Moved into pharma, AstraZeneca plans to invest $50 billion in the US by 2030.
Another Trump win a again, like guy said he was gonna get a bunch of capital investment to come into the United States.
Yeah.
I mean, how many billions has he racked up in the Japan deal?
It was 300 billion, I think.
Dude, he's racked up a ton of capital investment and, you know, 50 is the buy-in.
Like don't be a pharma company and even come with less than 50 or you're not even, like, you can't even be part of the conversation.
Yeah.
Right.
Yeah, that's right.
So it's.
It's gonna add up and hopefully create jobs.
I mean, it, no, it's gonna create jobs.
I don't think there's any question about that.
Right.
Yeah.
So it's, it's, look, again, you don't have to agree with it all.
You just have to look at the scoreboard and say, is it effective or not?
You know?
And these are, these are real numbers, real numbers.
Uh, okay.
So we normally do a section called Health in Us, and, and we're, we're mm-hmm.
Talking about things from the patient perspective.
Um, but, uh, I, uh, I can't even say came across it.
You know, our friend, uh, Dr.
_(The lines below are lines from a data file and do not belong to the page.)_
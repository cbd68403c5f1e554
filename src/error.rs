//! Error types for the profit automation core.

use sea_orm::DbErr;
use thiserror::Error;

/// Failures reported by the trend and fulfillment collaborators.
///
/// Every variant is recoverable: callers skip the item or fall back to the
/// synthetic order generator.
#[derive(Debug, Error)]
pub enum ProviderError {
    /// No credential configured. Expected in demo deployments.
    #[error("{provider}: no credentials configured")]
    MissingCredentials { provider: &'static str },

    #[error("{provider}: request timed out")]
    Timeout { provider: &'static str },

    #[error("{provider}: request failed: {source}")]
    Http {
        provider: &'static str,
        #[source]
        source: reqwest::Error,
    },

    #[error("{provider}: API error {status}: {body}")]
    Status {
        provider: &'static str,
        status: u16,
        body: String,
    },

    #[error("{provider}: could not decode response: {message}")]
    Decode {
        provider: &'static str,
        message: String,
    },
}

impl ProviderError {
    pub fn from_reqwest(provider: &'static str, source: reqwest::Error) -> Self {
        if source.is_timeout() {
            ProviderError::Timeout { provider }
        } else {
            ProviderError::Http { provider, source }
        }
    }

    /// Missing credentials is a configuration state, not a fault.
    pub fn is_expected(&self) -> bool {
        matches!(self, ProviderError::MissingCredentials { .. })
    }
}

#[derive(Debug, Error)]
pub enum AutomationError {
    #[error("database error: {0}")]
    Database(#[from] DbErr),

    /// A computed money split did not reconcile. The record is rejected.
    #[error("invariant violated: {0}")]
    InvariantViolation(String),

    #[error("invalid input: {0}")]
    InvalidInput(String),

    #[error("stage '{stage}' timed out after {secs}s")]
    StageTimeout { stage: &'static str, secs: u64 },

    #[error(transparent)]
    Provider(#[from] ProviderError),
}

pub type AutomationResult<T> = Result<T, AutomationError>;
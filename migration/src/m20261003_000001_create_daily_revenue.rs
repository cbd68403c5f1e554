use sea_orm_migration::prelude::*;

#[derive(DeriveMigrationName)]
pub struct Migration;

#[async_trait::async_trait]
impl MigrationTrait for Migration {
    async fn up(&self, manager: &SchemaManager) -> Result<(), DbErr> {
        // Materialized rollup of paid sales, rewritten whole on every aggregation
        manager
            .create_table(
                Table::create()
                    .table(DailyRevenue::Table)
                    .if_not_exists()
                    .col(
                        ColumnDef::new(DailyRevenue::Id)
                            .integer()
                            .not_null()
                            .auto_increment()
                            .primary_key(),
                    )
                    .col(
                        ColumnDef::new(DailyRevenue::Date)
                            .date()
                            .not_null()
                            .unique_key(),
                    )
                    .col(ColumnDef::new(DailyRevenue::TotalSales).decimal().not_null())
                    .col(ColumnDef::new(DailyRevenue::TotalOrders).integer().not_null())
                    .col(ColumnDef::new(DailyRevenue::TotalCost).decimal().not_null())
                    .col(ColumnDef::new(DailyRevenue::TotalProfit).decimal().not_null())
                    .col(ColumnDef::new(DailyRevenue::AvgOrderValue).decimal().not_null())
                    .col(ColumnDef::new(DailyRevenue::UpdatedAt).timestamp().not_null())
                    .to_owned(),
            )
            .await
    }

    async fn down(&self, manager: &SchemaManager) -> Result<(), DbErr> {
        manager
            .drop_table(Table::drop().table(DailyRevenue::Table).to_owned())
            .await
    }
}

#[derive(DeriveIden)]
enum DailyRevenue {
    Table,
    Id,
    Date,
    TotalSales,
    TotalOrders,
    TotalCost,
    TotalProfit,
    AvgOrderValue,
    UpdatedAt,
}
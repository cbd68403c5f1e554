mod common;

use sea_orm::{ColumnTrait, EntityTrait, PaginatorTrait, QueryFilter};
use std::sync::Arc;
use std::time::Duration;

use profit_automation::entities::{niches, prelude::*};
use profit_automation::services::niche_scorer::{NicheScorer, top_niches};
use profit_automation::services::sampling::shared_rng;

use crate::common::{FakeTrendProvider, TEST_SEED, setup_test_db, signal};

fn scorer(trends: FakeTrendProvider) -> NicheScorer {
    NicheScorer::new(Arc::new(trends), shared_rng(Some(TEST_SEED)), Duration::ZERO)
}

fn categories(keys: &[&str]) -> Vec<String> {
    keys.iter().map(|k| k.to_string()).collect()
}

async fn find(db: &sea_orm::DatabaseConnection, keyword: &str) -> niches::Model {
    Niches::find()
        .filter(niches::Column::Keyword.eq(keyword))
        .one(db)
        .await
        .unwrap()
        .expect("niche should exist")
}

#[tokio::test]
async fn test_high_traffic_signal_scores_high_tier() {
    let db = setup_test_db().await.unwrap();
    let trends = FakeTrendProvider::new().with_signals("all", vec![signal("smart home gadgets", "150000+")]);

    let outcome = scorer(trends)
        .discover(&db, &categories(&["all"]), "US")
        .await
        .unwrap();

    assert_eq!(outcome.processed, 1);

    let niche = find(&db, "smart home gadgets").await;
    assert_eq!(niche.search_volume, 150_000);
    assert_eq!(niche.competition_level, "high");
    assert_eq!(niche.trend_direction, "rising");
    assert_eq!(niche.profit_potential, 100);
    assert_eq!(niche.status, "active");
    assert_eq!(niche.products_created, 0);
}

#[tokio::test]
async fn test_competition_tiers_and_potential_bounds() {
    let db = setup_test_db().await.unwrap();
    let trends = FakeTrendProvider::new().with_signals(
        "all",
        vec![
            signal("yoga mats", "20,000+"),
            signal("pixel art", "2K+"),
        ],
    );

    scorer(trends)
        .discover(&db, &categories(&["all"]), "US")
        .await
        .unwrap();

    let medium = find(&db, "yoga mats").await;
    assert_eq!(medium.competition_level, "medium");
    assert!((20..20 + 20).contains(&medium.profit_potential));

    // "2K+" parses to 2
    let low = find(&db, "pixel art").await;
    assert_eq!(low.search_volume, 2);
    assert_eq!(low.competition_level, "low");
    assert!((0..20).contains(&low.profit_potential));
}

#[tokio::test]
async fn test_rescoring_same_keyword_does_not_duplicate() {
    let db = setup_test_db().await.unwrap();

    let first = FakeTrendProvider::new().with_signals("all", vec![signal("retro gaming", "8000+")]);
    scorer(first)
        .discover(&db, &categories(&["all"]), "US")
        .await
        .unwrap();

    let second = FakeTrendProvider::new().with_signals(
        "all",
        vec![signal("retro gaming", "80000+"), signal("retro gaming", "80000+")],
    );
    scorer(second)
        .discover(&db, &categories(&["all"]), "US")
        .await
        .unwrap();

    let count = Niches::find()
        .filter(niches::Column::Keyword.eq("retro gaming"))
        .count(&db)
        .await
        .unwrap();
    assert_eq!(count, 1);

    let niche = find(&db, "retro gaming").await;
    assert_eq!(niche.search_volume, 80_000);
    assert_eq!(niche.competition_level, "high");
}

#[tokio::test]
async fn test_failed_category_does_not_abort_others() {
    let db = setup_test_db().await.unwrap();
    let trends = FakeTrendProvider::new()
        .failing_for("all")
        .with_signals("t", vec![signal("ai robots", "60000+")])
        .with_signals("e", vec![signal("concert merch", "12000+")]);

    let outcome = scorer(trends)
        .discover(&db, &categories(&["all", "t", "e"]), "US")
        .await
        .unwrap();

    assert_eq!(outcome.processed, 2);
    assert_eq!(outcome.failed_categories, vec!["all".to_string()]);
    assert_eq!(Niches::find().count(&db).await.unwrap(), 2);
}

#[tokio::test]
async fn test_no_signals_is_an_empty_pass() {
    let db = setup_test_db().await.unwrap();

    let outcome = scorer(FakeTrendProvider::new())
        .discover(&db, &categories(&["all", "t"]), "US")
        .await
        .unwrap();

    assert_eq!(outcome.processed, 0);
    assert!(outcome.failed_categories.is_empty());
    assert_eq!(Niches::find().count(&db).await.unwrap(), 0);
}

#[tokio::test]
async fn test_top_niches_ordering() {
    let db = setup_test_db().await.unwrap();
    let trends = FakeTrendProvider::new().with_signals(
        "all",
        vec![
            signal("small niche", "1000+"),
            signal("huge niche", "500000+"),
            signal("bigger niche", "900000+"),
        ],
    );
    scorer(trends)
        .discover(&db, &categories(&["all"]), "US")
        .await
        .unwrap();

    let top = top_niches(&db, 2).await.unwrap();
    let keywords: Vec<&str> = top.iter().map(|n| n.keyword.as_str()).collect();

    // Both capped at potential 100, volume breaks the tie
    assert_eq!(keywords, vec!["bigger niche", "huge niche"]);
}
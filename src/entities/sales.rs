//! `SeaORM` Entity for sales table
//!
//! One row per order event, unique by `order_id`.

use sea_orm::entity::prelude::*;
use serde::{Deserialize, Serialize};

#[derive(Clone, Debug, PartialEq, DeriveEntityModel, Eq, Serialize, Deserialize)]
#[sea_orm(table_name = "sales")]
pub struct Model {
    #[sea_orm(primary_key)]
    pub id: i32,
    #[sea_orm(unique)]
    pub order_id: String,
    pub product_id: i32,
    pub platform: String,
    pub customer_email: Option<String>,
    pub customer_name: Option<String>,
    pub quantity: i32,
    pub unit_price: Decimal,
    pub total_amount: Decimal,
    pub cost_of_goods: Decimal,
    pub gross_profit: Decimal,
    pub commission: Decimal,
    pub net_profit: Decimal,
    pub order_status: String,
    pub payment_status: String,
    /// Server-local time of the order
    pub order_date: DateTime,
    pub created_at: DateTime,
}

#[derive(Copy, Clone, Debug, EnumIter, DeriveRelation)]
pub enum Relation {
    #[sea_orm(
        belongs_to = "super::products::Entity",
        from = "Column::ProductId",
        to = "super::products::Column::Id"
    )]
    Product,
}

impl Related<super::products::Entity> for Entity {
    fn to() -> RelationDef {
        Relation::Product.def()
    }
}

impl ActiveModelBehavior for ActiveModel {}
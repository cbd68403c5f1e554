//! Process-level configuration, read from the environment.

use rust_decimal::Decimal;
use rust_decimal_macros::dec;
use std::env;
use std::str::FromStr;
use std::time::Duration;

pub const ENV_DATABASE_URL: &str = "DATABASE_URL";
pub const ENV_BIND_ADDRESS: &str = "BIND_ADDRESS";
pub const ENV_TREND_CATEGORIES: &str = "TREND_CATEGORIES";
pub const ENV_TREND_GEO: &str = "TREND_GEO";
pub const ENV_TRENDS_BASE_URL: &str = "TRENDS_BASE_URL";
pub const ENV_PRINTFUL_API_KEY: &str = "PRINTFUL_API_KEY";
pub const ENV_PRINTFUL_BASE_URL: &str = "PRINTFUL_BASE_URL";
pub const ENV_PROVIDER_TIMEOUT: &str = "PROVIDER_TIMEOUT_SECS";
pub const ENV_STAGE_TIMEOUT: &str = "STAGE_TIMEOUT_SECS";
pub const ENV_RATE_LIMIT_MS: &str = "PROVIDER_RATE_LIMIT_MS";
pub const ENV_PRODUCTS_PER_CYCLE: &str = "PRODUCTS_PER_CYCLE";
pub const ENV_TEAM_SHARE: &str = "TEAM_PROFIT_SHARE_PERCENTAGE";
pub const ENV_INTERVAL: &str = "AUTOMATION_INTERVAL_SECS";
pub const ENV_SCHEDULER_ENABLED: &str = "AUTOMATION_SCHEDULER_ENABLED";
pub const ENV_RNG_SEED: &str = "AUTOMATION_RNG_SEED";
pub const ENV_OWNER_ID: &str = "SIMULATED_SALES_OWNER_ID";

pub const DEFAULT_BIND_ADDRESS: &str = "0.0.0.0:3000";
pub const DEFAULT_TRENDS_BASE_URL: &str = "https://trends.google.com/trends/api";
pub const DEFAULT_PRINTFUL_BASE_URL: &str = "https://api.printful.com";
pub const DEFAULT_TEAM_SHARE: Decimal = dec!(20);

#[derive(Debug, Clone)]
pub struct AutomationConfig {
    pub bind_address: String,
    pub trend_categories: Vec<String>,
    pub trend_geo: String,
    pub trends_base_url: String,
    pub printful_api_key: Option<String>,
    pub printful_base_url: String,
    /// Per-request timeout for external calls
    pub provider_timeout: Duration,
    /// Upper bound on any single cycle stage
    pub stage_timeout: Duration,
    /// Pause between consecutive provider calls
    pub rate_limit_delay: Duration,
    pub products_per_cycle: u64,
    pub team_profit_share_percentage: Decimal,
    pub cycle_interval_secs: u64,
    pub scheduler_enabled: bool,
    pub rng_seed: Option<u64>,
    pub owner_id: String,
}

impl Default for AutomationConfig {
    fn default() -> Self {
        Self {
            bind_address: DEFAULT_BIND_ADDRESS.to_string(),
            trend_categories: ["all", "t", "e", "b", "s", "m"]
                .iter()
                .map(|c| c.to_string())
                .collect(),
            trend_geo: "US".to_string(),
            trends_base_url: DEFAULT_TRENDS_BASE_URL.to_string(),
            printful_api_key: None,
            printful_base_url: DEFAULT_PRINTFUL_BASE_URL.to_string(),
            provider_timeout: Duration::from_secs(15),
            stage_timeout: Duration::from_secs(120),
            rate_limit_delay: Duration::from_millis(750),
            products_per_cycle: 5,
            team_profit_share_percentage: DEFAULT_TEAM_SHARE,
            cycle_interval_secs: 86400,
            scheduler_enabled: true,
            rng_seed: None,
            owner_id: "owner".to_string(),
        }
    }
}

impl AutomationConfig {
    /// Build configuration from environment variables, falling back to defaults.
    ///
    /// Call `dotenvy::dotenv()` first if a `.env` file should be honoured.
    pub fn from_env() -> Self {
        let defaults = Self::default();

        let trend_categories = env::var(ENV_TREND_CATEGORIES)
            .ok()
            .map(|raw| parse_list(&raw))
            .filter(|list| !list.is_empty())
            .unwrap_or(defaults.trend_categories);

        let team_profit_share_percentage = match env::var(ENV_TEAM_SHARE) {
            Ok(raw) => match Decimal::from_str(raw.trim()) {
                Ok(pct) if pct >= Decimal::ZERO && pct <= Decimal::ONE_HUNDRED => pct,
                _ => {
                    tracing::warn!(
                        value = %raw,
                        "{} must be between 0 and 100, using default {}",
                        ENV_TEAM_SHARE,
                        DEFAULT_TEAM_SHARE
                    );
                    DEFAULT_TEAM_SHARE
                }
            },
            Err(_) => DEFAULT_TEAM_SHARE,
        };

        Self {
            bind_address: env::var(ENV_BIND_ADDRESS).unwrap_or(defaults.bind_address),
            trend_categories,
            trend_geo: env::var(ENV_TREND_GEO).unwrap_or(defaults.trend_geo),
            trends_base_url: env::var(ENV_TRENDS_BASE_URL).unwrap_or(defaults.trends_base_url),
            printful_api_key: env::var(ENV_PRINTFUL_API_KEY)
                .ok()
                .filter(|key| !key.trim().is_empty()),
            printful_base_url: env::var(ENV_PRINTFUL_BASE_URL)
                .unwrap_or(defaults.printful_base_url),
            provider_timeout: env_u64(ENV_PROVIDER_TIMEOUT)
                .map(Duration::from_secs)
                .unwrap_or(defaults.provider_timeout),
            stage_timeout: env_u64(ENV_STAGE_TIMEOUT)
                .map(Duration::from_secs)
                .unwrap_or(defaults.stage_timeout),
            rate_limit_delay: env_u64(ENV_RATE_LIMIT_MS)
                .map(Duration::from_millis)
                .unwrap_or(defaults.rate_limit_delay),
            products_per_cycle: env_u64(ENV_PRODUCTS_PER_CYCLE)
                .unwrap_or(defaults.products_per_cycle),
            team_profit_share_percentage,
            cycle_interval_secs: env_u64(ENV_INTERVAL).unwrap_or(defaults.cycle_interval_secs),
            scheduler_enabled: env::var(ENV_SCHEDULER_ENABLED)
                .map(|v| v.to_lowercase() != "false")
                .unwrap_or(defaults.scheduler_enabled),
            rng_seed: env_u64(ENV_RNG_SEED),
            owner_id: env::var(ENV_OWNER_ID).unwrap_or(defaults.owner_id),
        }
    }
}

fn env_u64(name: &str) -> Option<u64> {
    env::var(name).ok().and_then(|s| s.trim().parse().ok())
}

fn parse_list(raw: &str) -> Vec<String> {
    raw.split(',')
        .map(|s| s.trim().to_string())
        .filter(|s| !s.is_empty())
        .collect()
}
use chrono::{NaiveDate, NaiveDateTime};
use rust_decimal::Decimal;
use serde::{Deserialize, Serialize};

use crate::entities::daily_revenue;

/// Totals over one day's paid sales
#[derive(Debug, Clone, Copy, PartialEq, Eq, Default)]
pub struct RevenueTotals {
    pub total_sales: Decimal,
    pub total_orders: i32,
    pub total_cost: Decimal,
    pub total_profit: Decimal,
    pub avg_order_value: Decimal,
}

#[derive(Debug, Clone, PartialEq, Serialize, Deserialize)]
#[serde(rename_all = "camelCase")]
pub struct DailyRevenueSnapshot {
    pub date: NaiveDate,
    #[serde(with = "rust_decimal::serde::float")]
    pub total_sales: Decimal,
    pub total_orders: i32,
    #[serde(with = "rust_decimal::serde::float")]
    pub total_cost: Decimal,
    #[serde(with = "rust_decimal::serde::float")]
    pub total_profit: Decimal,
    #[serde(with = "rust_decimal::serde::float")]
    pub avg_order_value: Decimal,
    pub updated_at: NaiveDateTime,
}

impl From<daily_revenue::Model> for DailyRevenueSnapshot {
    fn from(model: daily_revenue::Model) -> Self {
        Self {
            date: model.date,
            total_sales: model.total_sales,
            total_orders: model.total_orders,
            total_cost: model.total_cost,
            total_profit: model.total_profit,
            avg_order_value: model.avg_order_value,
            updated_at: model.updated_at,
        }
    }
}
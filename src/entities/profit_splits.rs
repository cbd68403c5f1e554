//! `SeaORM` Entity for profit_splits table
//!
//! Per-user-type sales ledger. Invariant: `user_profit + team_share == gross_profit`.

use sea_orm::entity::prelude::*;
use serde::{Deserialize, Serialize};

#[derive(Clone, Debug, PartialEq, DeriveEntityModel, Eq, Serialize, Deserialize)]
#[sea_orm(table_name = "profit_splits")]
pub struct Model {
    #[sea_orm(primary_key)]
    pub id: i32,
    /// owner / client / team
    pub user_type: String,
    pub user_id: String,
    /// Set when the split was produced by order sync
    pub order_id: Option<String>,
    pub product_name: String,
    pub platform: String,
    pub sale_price: Decimal,
    pub cost: Decimal,
    pub gross_profit: Decimal,
    pub team_share: Decimal,
    pub user_profit: Decimal,
    pub profit_share_percentage: Decimal,
    pub retained_percentage: Decimal,
    pub recorded_at: DateTime,
}

#[derive(Copy, Clone, Debug, EnumIter, DeriveRelation)]
pub enum Relation {
    #[sea_orm(has_many = "super::team_pool_contributions::Entity")]
    Contributions,
}

impl Related<super::team_pool_contributions::Entity> for Entity {
    fn to() -> RelationDef {
        Relation::Contributions.def()
    }
}

impl ActiveModelBehavior for ActiveModel {}
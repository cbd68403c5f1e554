//! Product Synthesizer
//!
//! Turns the best active niches into priced product records. One failed niche
//! is logged and skipped; the rest of the batch still runs.

use chrono::Utc;
use rand::Rng;
use rand::seq::SliceRandom;
use rust_decimal::Decimal;
use sea_orm::sea_query::Expr;
use sea_orm::{
    ActiveModelTrait, ColumnTrait, ConnectionTrait, DatabaseConnection, EntityTrait, QueryFilter,
    QueryOrder, QuerySelect, Set, TransactionTrait,
};
use tracing::{debug, info, warn};

use crate::entities::{niches, prelude::*, products};
use crate::error::AutomationResult;
use crate::models::niche::{MAX_PRODUCTS_PER_NICHE, NicheStatus};
use crate::models::product::{ProductPricing, ProductStatus};
use crate::services::price_utils::{from_cents, margin_percentage};
use crate::services::sampling::{SharedRng, random_token};

/// Base cost is sampled in [15.00, 25.00)
const BASE_PRICE_CENTS: std::ops::Range<i64> = 1500..2500;

/// Markup multiplier is sampled in [2.00, 3.00)
const MARKUP_HUNDREDTHS: std::ops::Range<i64> = 200..300;

pub const DEFAULT_CATEGORY: &str = "general";

/// Keyword fragments per category, matched case-insensitively in order
pub const CATEGORY_KEYWORDS: &[(&str, &[&str])] = &[
    ("tech", &["technology", "tech", "gadget", "software", "computer", "phone", "robot", "crypto"]),
    ("fitness", &["fitness", "gym", "workout", "yoga", "running", "sport"]),
    ("pets", &["dog", "cat", "pet", "puppy", "kitten"]),
    ("gaming", &["game", "gaming", "esports", "console"]),
    ("home", &["home", "kitchen", "decor", "garden", "coffee"]),
    ("fashion", &["fashion", "style", "vintage", "retro"]),
    ("music", &["music", "concert", "band", "album", "song"]),
    ("holiday", &["christmas", "halloween", "valentine", "easter", "holiday"]),
];

const PRODUCT_TYPES: &[&str] = &["T-Shirt", "Hoodie", "Mug", "Poster", "Tote Bag", "Sticker"];

/// First category whose fragment appears in the keyword, else "general"
pub fn categorize(keyword: &str) -> &'static str {
    let lowered = keyword.to_lowercase();
    CATEGORY_KEYWORDS
        .iter()
        .find(|(_, fragments)| fragments.iter().any(|f| lowered.contains(f)))
        .map(|(category, _)| *category)
        .unwrap_or(DEFAULT_CATEGORY)
}

/// `selling = ceil(base * markup)`, `margin = (selling - base) / selling * 100`
pub fn price_product(base_price: Decimal, markup: Decimal) -> ProductPricing {
    let selling_price = (base_price * markup).ceil();
    ProductPricing {
        base_price,
        markup,
        selling_price,
        profit_margin: margin_percentage(selling_price, base_price),
    }
}

/// Sampled attributes for one new product
#[derive(Debug, Clone)]
struct ProductDraft {
    sku: String,
    title: String,
    pricing: ProductPricing,
}

#[derive(Debug, Clone, Default)]
pub struct SynthesisOutcome {
    pub created: Vec<products::Model>,
    pub failed_keywords: Vec<String>,
}

pub struct ProductSynthesizer {
    rng: SharedRng,
}

impl ProductSynthesizer {
    pub fn new(rng: SharedRng) -> Self {
        Self { rng }
    }

    /// Top-N active niches by (potential desc, volume desc) with fewer than
    /// three products
    pub async fn select_niches(
        db: &DatabaseConnection,
        limit: u64,
    ) -> AutomationResult<Vec<niches::Model>> {
        Ok(Niches::find()
            .filter(niches::Column::Status.eq(NicheStatus::Active.as_str()))
            .filter(niches::Column::ProductsCreated.lt(MAX_PRODUCTS_PER_NICHE))
            .order_by_desc(niches::Column::ProfitPotential)
            .order_by_desc(niches::Column::SearchVolume)
            .order_by_asc(niches::Column::Id)
            .limit(limit)
            .all(db)
            .await?)
    }

    pub async fn create_products(
        &self,
        db: &DatabaseConnection,
        limit: u64,
    ) -> AutomationResult<SynthesisOutcome> {
        let selected = Self::select_niches(db, limit).await?;

        if selected.is_empty() {
            info!("No eligible niches for product creation");
            return Ok(SynthesisOutcome::default());
        }

        info!(count = selected.len(), "Creating products from top niches");

        let mut outcome = SynthesisOutcome::default();

        for niche in &selected {
            let draft = self.draft(&niche.keyword);

            match create_from_niche(db, niche, draft).await {
                Ok(product) => {
                    debug!(
                        keyword = %niche.keyword,
                        sku = %product.sku,
                        selling_price = %product.selling_price,
                        "Product created"
                    );
                    outcome.created.push(product);
                }
                Err(e) => {
                    warn!(keyword = %niche.keyword, error = %e, "Failed to create product, skipping niche");
                    outcome.failed_keywords.push(niche.keyword.clone());
                }
            }
        }

        info!(
            created = outcome.created.len(),
            failed = outcome.failed_keywords.len(),
            "Product creation complete"
        );

        Ok(outcome)
    }

    fn draft(&self, keyword: &str) -> ProductDraft {
        let mut rng = self.rng.lock();

        let base_price = from_cents(rng.gen_range(BASE_PRICE_CENTS));
        let markup = from_cents(rng.gen_range(MARKUP_HUNDREDTHS));
        let product_type = PRODUCT_TYPES.choose(&mut *rng).copied().unwrap_or("T-Shirt");
        let sku = format!(
            "POD-{}-{}",
            Utc::now().timestamp_millis(),
            random_token(&mut *rng, 6)
        );

        ProductDraft {
            sku,
            title: format!("{} {}", keyword, product_type),
            pricing: price_product(base_price, markup),
        }
    }
}

/// Persist the product and bump the niche counter in one transaction
async fn create_from_niche(
    db: &DatabaseConnection,
    niche: &niches::Model,
    draft: ProductDraft,
) -> AutomationResult<products::Model> {
    let txn = db.begin().await?;

    let product = products::ActiveModel {
        sku: Set(draft.sku),
        title: Set(draft.title),
        category: Set(categorize(&niche.keyword).to_string()),
        niche: Set(niche.keyword.clone()),
        base_price: Set(draft.pricing.base_price),
        selling_price: Set(draft.pricing.selling_price),
        profit_margin: Set(draft.pricing.profit_margin),
        trend_score: Set(niche.profit_potential),
        status: Set(ProductStatus::Active.as_str().to_string()),
        created_at: Set(Utc::now().naive_utc()),
        ..Default::default()
    }
    .insert(&txn)
    .await?;

    increment_products_created(&txn, &niche.keyword).await?;

    txn.commit().await?;
    Ok(product)
}

/// Atomic `products_created + 1`; marks the niche saturated at the limit
async fn increment_products_created<C: ConnectionTrait>(
    conn: &C,
    keyword: &str,
) -> AutomationResult<()> {
    Niches::update_many()
        .col_expr(
            niches::Column::ProductsCreated,
            Expr::col(niches::Column::ProductsCreated).add(1),
        )
        .col_expr(niches::Column::UpdatedAt, Expr::value(Utc::now().naive_utc()))
        .filter(niches::Column::Keyword.eq(keyword))
        .exec(conn)
        .await?;

    Niches::update_many()
        .col_expr(
            niches::Column::Status,
            Expr::value(NicheStatus::Saturated.as_str()),
        )
        .filter(niches::Column::Keyword.eq(keyword))
        .filter(niches::Column::Status.eq(NicheStatus::Active.as_str()))
        .filter(niches::Column::ProductsCreated.gte(MAX_PRODUCTS_PER_NICHE))
        .exec(conn)
        .await?;

    Ok(())
}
Cameron Matthews mm-hmm.
Um, who's a Chief Medical Officer at C Block and a listener of the show and, you know, a friend of Jumpstart, um, she shared in a group that I'm in, uh, a group chat that I'm in this, this, um.
This piece that she co-authored with other, um, primary care docs, and it's in The Lancet, and it's called Primary Care, A Crucial Catalyst to Build a Healthier USA.
Um, uh, she, she co-authored with Lauren Hughes, Candace brought, and my friend Catherine GaN Barnett, we affectionately call her KGB.
Um, um, I thought it was worth pulling up to the show.
Yeah.
Um, and the reason why I thought it was worth pulling up to the show is because we've been, we've been trying to understand the Maha agenda.
Um, we know that, you know, Trump's platform is very tech forward on AI and crypto.
We've been tracking that far before Trump even got elected when he formed an alliance with David Sachs.
Right.
Once it became clear that Rhon DeSantis was not gonna beat Trump, you know.
Sachs went over to the, to the Trump team, and he's in a very, very strong position.
We know his view on things.
We're seeing that infiltrated its way into Maha when they're talking about the advancements of ai, the importance of software.
Last week when we were reviewing, um, the outpatient rule, you know, we, we made note of the request for, uh, input Yeah, right.
On the use of SaaS tools.
Right.
In outpatient settings and in, in physician's offices, physician's offices.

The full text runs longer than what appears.